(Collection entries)
--- START ---
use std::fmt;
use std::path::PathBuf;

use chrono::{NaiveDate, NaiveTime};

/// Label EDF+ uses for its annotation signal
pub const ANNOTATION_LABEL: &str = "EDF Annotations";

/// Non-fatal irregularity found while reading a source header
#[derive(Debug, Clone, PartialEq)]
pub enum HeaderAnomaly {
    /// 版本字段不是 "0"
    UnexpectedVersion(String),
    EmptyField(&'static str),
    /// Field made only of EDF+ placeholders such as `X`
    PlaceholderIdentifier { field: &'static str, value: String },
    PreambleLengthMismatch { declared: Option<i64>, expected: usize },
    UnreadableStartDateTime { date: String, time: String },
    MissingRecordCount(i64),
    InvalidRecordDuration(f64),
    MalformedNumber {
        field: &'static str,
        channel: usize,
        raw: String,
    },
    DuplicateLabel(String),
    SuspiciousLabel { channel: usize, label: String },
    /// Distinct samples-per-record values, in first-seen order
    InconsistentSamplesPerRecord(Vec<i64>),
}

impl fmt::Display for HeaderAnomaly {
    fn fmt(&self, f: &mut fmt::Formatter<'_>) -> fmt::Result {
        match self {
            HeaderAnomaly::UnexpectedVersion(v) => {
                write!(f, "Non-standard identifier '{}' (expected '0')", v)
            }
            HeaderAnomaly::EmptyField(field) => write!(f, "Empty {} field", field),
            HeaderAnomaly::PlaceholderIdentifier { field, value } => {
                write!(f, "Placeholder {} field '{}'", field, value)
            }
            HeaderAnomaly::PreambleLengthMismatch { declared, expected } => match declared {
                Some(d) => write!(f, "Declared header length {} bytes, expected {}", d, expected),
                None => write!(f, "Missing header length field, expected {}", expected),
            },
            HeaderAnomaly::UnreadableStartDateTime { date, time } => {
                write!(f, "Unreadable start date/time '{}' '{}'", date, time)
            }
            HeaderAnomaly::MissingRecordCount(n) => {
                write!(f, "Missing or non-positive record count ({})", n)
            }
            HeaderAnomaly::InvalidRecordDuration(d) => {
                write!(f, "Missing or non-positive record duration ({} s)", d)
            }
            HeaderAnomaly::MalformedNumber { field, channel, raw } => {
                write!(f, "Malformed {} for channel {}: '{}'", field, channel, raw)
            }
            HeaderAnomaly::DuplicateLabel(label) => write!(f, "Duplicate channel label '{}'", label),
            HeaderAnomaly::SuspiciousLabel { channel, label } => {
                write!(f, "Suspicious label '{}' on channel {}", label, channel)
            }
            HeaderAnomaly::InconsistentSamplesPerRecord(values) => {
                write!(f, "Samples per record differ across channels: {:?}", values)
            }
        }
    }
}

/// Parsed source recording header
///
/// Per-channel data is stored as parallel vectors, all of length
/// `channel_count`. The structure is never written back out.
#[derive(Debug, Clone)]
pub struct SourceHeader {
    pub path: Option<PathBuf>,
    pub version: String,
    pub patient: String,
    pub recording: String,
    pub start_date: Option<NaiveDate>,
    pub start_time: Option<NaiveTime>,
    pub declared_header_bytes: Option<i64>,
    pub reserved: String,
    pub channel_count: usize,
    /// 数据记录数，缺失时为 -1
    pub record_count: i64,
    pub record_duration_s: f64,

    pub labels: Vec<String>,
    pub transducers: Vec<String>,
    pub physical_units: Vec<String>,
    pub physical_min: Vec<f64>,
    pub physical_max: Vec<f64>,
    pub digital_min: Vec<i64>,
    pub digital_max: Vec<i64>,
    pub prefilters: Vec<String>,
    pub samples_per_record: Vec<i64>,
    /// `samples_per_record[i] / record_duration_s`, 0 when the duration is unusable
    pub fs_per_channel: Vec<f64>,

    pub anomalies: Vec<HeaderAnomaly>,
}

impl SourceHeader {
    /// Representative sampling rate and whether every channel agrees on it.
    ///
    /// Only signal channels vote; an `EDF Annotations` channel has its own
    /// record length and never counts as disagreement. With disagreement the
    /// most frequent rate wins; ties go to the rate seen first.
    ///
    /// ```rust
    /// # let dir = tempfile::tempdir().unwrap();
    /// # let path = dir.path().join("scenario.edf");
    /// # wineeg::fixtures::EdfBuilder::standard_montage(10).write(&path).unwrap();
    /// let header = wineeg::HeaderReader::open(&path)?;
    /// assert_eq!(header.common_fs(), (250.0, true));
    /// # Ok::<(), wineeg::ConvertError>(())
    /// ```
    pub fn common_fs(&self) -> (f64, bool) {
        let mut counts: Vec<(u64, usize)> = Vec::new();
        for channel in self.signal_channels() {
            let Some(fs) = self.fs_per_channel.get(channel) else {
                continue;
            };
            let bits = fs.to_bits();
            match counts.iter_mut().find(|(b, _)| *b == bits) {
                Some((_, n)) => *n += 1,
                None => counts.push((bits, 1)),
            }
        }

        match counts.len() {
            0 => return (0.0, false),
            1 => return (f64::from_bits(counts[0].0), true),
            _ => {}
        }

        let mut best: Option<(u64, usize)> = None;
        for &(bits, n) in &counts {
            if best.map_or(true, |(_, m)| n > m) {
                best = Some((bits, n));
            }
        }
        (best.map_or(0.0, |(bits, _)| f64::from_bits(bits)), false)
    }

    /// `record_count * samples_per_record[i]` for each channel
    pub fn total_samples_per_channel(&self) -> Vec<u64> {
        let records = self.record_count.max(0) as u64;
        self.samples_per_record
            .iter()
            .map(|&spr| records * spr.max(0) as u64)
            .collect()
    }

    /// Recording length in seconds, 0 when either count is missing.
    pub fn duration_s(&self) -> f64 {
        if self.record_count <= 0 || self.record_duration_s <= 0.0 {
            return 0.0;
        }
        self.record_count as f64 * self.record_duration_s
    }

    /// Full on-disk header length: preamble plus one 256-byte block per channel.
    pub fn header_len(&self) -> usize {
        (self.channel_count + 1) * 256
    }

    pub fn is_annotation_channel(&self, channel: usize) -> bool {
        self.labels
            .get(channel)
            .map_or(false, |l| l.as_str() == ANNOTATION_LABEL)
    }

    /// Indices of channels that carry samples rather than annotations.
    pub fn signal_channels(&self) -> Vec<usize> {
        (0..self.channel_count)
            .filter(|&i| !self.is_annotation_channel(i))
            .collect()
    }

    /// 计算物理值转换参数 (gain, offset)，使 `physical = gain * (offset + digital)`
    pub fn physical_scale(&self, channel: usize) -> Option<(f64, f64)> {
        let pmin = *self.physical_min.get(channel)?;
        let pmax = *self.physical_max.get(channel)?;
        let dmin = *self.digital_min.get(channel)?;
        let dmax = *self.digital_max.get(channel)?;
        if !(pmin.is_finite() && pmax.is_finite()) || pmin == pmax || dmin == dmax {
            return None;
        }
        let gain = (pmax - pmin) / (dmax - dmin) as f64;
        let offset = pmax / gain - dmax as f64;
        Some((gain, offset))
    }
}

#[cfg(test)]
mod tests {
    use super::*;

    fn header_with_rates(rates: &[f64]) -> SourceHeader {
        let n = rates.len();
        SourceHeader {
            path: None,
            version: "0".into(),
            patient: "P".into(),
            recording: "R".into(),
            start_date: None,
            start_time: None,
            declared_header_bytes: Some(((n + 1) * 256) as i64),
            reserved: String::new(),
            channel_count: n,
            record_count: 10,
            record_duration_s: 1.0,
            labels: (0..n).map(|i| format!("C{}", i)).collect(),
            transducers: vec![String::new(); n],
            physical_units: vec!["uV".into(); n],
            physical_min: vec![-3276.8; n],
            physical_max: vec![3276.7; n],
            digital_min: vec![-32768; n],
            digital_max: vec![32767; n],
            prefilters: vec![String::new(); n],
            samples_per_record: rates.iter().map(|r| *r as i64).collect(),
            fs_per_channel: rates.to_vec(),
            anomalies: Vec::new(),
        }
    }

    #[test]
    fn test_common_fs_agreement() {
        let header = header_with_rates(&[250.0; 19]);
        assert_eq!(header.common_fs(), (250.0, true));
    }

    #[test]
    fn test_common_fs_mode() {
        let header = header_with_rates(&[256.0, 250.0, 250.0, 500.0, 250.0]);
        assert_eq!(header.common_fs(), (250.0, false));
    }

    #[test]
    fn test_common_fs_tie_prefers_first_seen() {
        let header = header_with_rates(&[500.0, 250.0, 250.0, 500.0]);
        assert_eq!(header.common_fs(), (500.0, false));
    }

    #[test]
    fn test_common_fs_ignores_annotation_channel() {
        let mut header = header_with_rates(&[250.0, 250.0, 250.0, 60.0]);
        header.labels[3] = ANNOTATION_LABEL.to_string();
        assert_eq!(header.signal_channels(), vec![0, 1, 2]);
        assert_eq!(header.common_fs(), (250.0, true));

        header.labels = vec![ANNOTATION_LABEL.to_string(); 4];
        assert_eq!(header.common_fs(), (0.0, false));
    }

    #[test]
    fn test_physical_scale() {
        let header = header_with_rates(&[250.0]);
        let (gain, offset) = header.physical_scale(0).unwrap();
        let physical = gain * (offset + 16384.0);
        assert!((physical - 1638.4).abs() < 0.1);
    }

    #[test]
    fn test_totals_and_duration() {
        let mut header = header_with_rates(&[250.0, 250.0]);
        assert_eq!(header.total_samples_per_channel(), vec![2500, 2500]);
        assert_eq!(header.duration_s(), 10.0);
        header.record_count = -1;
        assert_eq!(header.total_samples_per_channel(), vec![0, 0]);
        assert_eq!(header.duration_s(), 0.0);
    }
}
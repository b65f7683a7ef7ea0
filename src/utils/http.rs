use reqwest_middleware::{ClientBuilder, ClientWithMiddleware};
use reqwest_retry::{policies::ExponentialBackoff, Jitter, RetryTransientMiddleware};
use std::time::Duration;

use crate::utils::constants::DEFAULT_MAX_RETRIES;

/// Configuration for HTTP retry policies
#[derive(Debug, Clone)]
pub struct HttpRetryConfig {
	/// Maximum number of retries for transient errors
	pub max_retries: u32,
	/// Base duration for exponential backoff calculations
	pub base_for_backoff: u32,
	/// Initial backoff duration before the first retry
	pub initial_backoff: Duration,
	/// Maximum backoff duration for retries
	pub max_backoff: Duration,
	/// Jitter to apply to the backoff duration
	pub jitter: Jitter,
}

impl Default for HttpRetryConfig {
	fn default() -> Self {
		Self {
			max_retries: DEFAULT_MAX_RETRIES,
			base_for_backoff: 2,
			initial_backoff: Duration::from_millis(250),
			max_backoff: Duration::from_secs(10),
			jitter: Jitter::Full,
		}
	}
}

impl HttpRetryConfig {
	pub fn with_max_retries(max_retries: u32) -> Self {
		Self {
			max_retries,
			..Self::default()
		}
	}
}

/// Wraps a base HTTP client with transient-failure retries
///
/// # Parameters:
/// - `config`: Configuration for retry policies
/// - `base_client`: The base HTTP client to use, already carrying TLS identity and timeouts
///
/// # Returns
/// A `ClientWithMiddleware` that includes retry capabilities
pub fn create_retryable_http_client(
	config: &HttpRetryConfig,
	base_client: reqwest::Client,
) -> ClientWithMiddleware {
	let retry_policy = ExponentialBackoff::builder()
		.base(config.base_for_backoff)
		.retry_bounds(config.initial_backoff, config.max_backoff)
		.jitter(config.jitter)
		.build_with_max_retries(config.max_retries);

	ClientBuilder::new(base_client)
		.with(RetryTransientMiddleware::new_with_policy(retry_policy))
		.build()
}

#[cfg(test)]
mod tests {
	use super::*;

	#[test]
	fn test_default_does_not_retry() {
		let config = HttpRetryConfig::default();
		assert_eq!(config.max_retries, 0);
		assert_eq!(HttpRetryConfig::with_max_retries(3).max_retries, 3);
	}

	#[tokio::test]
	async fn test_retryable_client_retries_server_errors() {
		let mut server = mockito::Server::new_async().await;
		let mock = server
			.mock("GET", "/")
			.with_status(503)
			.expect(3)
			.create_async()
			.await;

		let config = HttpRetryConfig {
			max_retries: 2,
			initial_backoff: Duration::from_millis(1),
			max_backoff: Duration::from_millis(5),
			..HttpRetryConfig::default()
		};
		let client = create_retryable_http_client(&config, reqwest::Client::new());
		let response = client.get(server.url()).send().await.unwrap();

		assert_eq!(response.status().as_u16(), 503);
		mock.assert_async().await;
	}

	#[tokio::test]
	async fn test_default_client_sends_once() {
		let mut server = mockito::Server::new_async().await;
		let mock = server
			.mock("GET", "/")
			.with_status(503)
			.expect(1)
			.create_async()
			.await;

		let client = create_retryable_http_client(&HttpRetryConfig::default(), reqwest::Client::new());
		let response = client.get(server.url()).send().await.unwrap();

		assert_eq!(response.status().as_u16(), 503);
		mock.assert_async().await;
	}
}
--- END ---
--- START ---
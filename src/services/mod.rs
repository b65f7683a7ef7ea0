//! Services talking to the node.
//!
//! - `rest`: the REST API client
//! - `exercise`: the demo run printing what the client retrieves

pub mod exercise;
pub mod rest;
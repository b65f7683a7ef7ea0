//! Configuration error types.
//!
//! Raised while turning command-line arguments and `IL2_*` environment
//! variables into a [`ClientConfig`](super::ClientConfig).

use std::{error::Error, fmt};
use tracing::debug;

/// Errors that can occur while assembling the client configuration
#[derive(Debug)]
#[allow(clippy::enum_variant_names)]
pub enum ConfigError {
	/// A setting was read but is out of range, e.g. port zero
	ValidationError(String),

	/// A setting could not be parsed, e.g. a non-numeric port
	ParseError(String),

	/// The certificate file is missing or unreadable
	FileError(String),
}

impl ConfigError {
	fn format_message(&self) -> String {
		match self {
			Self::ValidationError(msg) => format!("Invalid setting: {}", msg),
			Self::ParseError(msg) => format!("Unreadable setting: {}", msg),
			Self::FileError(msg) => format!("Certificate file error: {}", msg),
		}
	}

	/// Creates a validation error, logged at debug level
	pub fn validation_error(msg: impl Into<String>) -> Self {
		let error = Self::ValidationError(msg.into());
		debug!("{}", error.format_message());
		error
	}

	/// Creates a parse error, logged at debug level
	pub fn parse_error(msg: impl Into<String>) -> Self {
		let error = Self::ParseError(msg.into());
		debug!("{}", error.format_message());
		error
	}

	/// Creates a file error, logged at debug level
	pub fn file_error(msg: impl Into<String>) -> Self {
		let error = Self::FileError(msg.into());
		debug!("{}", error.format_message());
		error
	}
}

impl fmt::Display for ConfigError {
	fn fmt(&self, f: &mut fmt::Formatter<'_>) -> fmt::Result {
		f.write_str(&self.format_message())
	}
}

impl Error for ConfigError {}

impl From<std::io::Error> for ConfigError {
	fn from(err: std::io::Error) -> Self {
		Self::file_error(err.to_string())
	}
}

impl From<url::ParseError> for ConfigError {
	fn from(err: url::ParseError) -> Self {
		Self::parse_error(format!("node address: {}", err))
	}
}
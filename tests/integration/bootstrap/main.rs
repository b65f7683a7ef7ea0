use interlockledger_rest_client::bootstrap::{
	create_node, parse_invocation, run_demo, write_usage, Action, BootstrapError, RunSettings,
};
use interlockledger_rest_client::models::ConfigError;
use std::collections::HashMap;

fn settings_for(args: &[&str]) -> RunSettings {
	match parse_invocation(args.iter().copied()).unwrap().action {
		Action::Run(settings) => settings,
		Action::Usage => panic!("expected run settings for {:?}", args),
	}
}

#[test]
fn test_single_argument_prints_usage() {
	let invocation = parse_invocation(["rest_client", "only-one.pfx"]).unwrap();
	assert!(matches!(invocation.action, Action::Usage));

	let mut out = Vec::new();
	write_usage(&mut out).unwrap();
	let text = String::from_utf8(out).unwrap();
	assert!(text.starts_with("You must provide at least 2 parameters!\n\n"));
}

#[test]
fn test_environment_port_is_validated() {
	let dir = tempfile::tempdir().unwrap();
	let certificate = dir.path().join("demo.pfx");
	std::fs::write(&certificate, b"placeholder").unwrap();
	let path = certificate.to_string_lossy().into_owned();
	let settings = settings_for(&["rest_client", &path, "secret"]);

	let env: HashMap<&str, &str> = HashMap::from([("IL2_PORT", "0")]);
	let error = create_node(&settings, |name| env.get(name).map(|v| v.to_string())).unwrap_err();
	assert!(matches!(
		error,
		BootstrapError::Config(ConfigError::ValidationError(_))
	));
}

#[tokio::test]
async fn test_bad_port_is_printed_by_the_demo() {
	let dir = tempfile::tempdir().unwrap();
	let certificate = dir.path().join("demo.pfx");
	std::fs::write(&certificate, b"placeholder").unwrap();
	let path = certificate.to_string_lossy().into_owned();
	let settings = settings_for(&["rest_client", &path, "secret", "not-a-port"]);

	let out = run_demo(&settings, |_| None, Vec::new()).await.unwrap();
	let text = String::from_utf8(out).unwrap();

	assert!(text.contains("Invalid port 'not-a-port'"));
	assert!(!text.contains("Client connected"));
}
--- END ---
--- START ---
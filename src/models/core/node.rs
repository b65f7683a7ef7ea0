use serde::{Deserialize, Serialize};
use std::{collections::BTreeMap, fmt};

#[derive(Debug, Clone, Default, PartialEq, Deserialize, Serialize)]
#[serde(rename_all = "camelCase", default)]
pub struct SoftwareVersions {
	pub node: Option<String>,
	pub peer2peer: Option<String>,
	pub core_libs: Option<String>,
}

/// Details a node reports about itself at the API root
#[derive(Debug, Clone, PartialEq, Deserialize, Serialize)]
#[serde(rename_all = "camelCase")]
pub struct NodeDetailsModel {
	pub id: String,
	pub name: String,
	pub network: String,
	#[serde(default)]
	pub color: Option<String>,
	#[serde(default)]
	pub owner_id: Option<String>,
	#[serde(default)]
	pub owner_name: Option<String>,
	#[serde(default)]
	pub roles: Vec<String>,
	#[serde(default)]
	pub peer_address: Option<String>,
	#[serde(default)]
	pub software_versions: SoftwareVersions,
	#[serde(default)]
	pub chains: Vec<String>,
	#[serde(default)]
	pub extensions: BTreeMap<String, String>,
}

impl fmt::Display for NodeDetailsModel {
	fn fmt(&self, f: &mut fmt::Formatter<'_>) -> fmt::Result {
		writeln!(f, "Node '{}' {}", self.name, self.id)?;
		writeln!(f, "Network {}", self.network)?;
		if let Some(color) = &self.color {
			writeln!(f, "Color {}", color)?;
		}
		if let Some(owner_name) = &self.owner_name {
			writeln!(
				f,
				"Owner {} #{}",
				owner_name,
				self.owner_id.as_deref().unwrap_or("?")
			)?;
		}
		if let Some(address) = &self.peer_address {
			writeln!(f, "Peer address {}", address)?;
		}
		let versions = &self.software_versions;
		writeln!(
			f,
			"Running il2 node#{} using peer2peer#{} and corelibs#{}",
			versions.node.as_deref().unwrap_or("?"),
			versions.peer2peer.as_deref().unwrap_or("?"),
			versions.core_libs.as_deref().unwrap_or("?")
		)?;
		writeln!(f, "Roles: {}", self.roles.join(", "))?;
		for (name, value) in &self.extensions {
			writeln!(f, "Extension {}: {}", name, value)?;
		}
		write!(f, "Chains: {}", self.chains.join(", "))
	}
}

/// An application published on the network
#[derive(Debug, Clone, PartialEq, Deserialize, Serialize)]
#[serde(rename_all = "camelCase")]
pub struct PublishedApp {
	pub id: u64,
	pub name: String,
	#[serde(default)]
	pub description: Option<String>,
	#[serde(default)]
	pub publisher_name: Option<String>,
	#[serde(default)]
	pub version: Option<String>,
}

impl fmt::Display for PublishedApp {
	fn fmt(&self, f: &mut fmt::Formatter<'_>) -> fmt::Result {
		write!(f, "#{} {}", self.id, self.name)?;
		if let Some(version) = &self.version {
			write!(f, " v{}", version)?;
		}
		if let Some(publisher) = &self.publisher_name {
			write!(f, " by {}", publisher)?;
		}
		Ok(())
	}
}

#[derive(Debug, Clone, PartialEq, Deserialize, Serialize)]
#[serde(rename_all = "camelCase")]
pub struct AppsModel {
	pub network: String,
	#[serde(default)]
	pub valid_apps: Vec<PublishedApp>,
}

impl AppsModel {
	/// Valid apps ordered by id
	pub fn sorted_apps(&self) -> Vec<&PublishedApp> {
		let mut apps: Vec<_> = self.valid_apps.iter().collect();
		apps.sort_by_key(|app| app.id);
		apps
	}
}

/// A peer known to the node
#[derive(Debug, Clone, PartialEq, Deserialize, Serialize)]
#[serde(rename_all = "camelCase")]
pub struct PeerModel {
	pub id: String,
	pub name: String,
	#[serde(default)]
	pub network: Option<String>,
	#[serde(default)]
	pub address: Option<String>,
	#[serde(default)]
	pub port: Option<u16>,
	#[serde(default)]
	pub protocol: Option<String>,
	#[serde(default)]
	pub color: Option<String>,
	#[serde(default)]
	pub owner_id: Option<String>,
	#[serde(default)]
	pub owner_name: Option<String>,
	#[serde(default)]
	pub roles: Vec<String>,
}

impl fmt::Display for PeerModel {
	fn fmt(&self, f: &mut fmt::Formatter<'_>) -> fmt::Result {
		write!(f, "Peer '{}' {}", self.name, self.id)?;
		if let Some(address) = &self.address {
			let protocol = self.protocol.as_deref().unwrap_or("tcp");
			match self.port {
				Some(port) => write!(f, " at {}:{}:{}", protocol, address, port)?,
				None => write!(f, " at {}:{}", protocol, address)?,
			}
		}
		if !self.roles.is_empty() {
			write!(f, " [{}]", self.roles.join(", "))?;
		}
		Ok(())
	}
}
--- END ---
■ EXERCISE GOAL:
Restate word for word only the lines above from the line containing "use std::fmt;" to the line containing "impl fmt::Display for HeaderAnomaly", both of them included.

■ SOLUTION BELOW:
use std::fmt;
use std::path::PathBuf;

use chrono::{NaiveDate, NaiveTime};

/// Label EDF+ uses for its annotation signal
pub const ANNOTATION_LABEL: &str = "EDF Annotations";

/// Non-fatal irregularity found while reading a source header
#[derive(Debug, Clone, PartialEq)]
pub enum HeaderAnomaly {
    /// 版本字段不是 "0"
    UnexpectedVersion(String),
    EmptyField(&'static str),
    /// Field made only of EDF+ placeholders such as `X`
    PlaceholderIdentifier { field: &'static str, value: String },
    PreambleLengthMismatch { declared: Option<i64>, expected: usize },
    UnreadableStartDateTime { date: String, time: String },
    MissingRecordCount(i64),
    InvalidRecordDuration(f64),
    MalformedNumber {
        field: &'static str,
        channel: usize,
        raw: String,
    },
    DuplicateLabel(String),
    SuspiciousLabel { channel: usize, label: String },
    /// Distinct samples-per-record values, in first-seen order
    InconsistentSamplesPerRecord(Vec<i64>),
}

impl fmt::Display for HeaderAnomaly {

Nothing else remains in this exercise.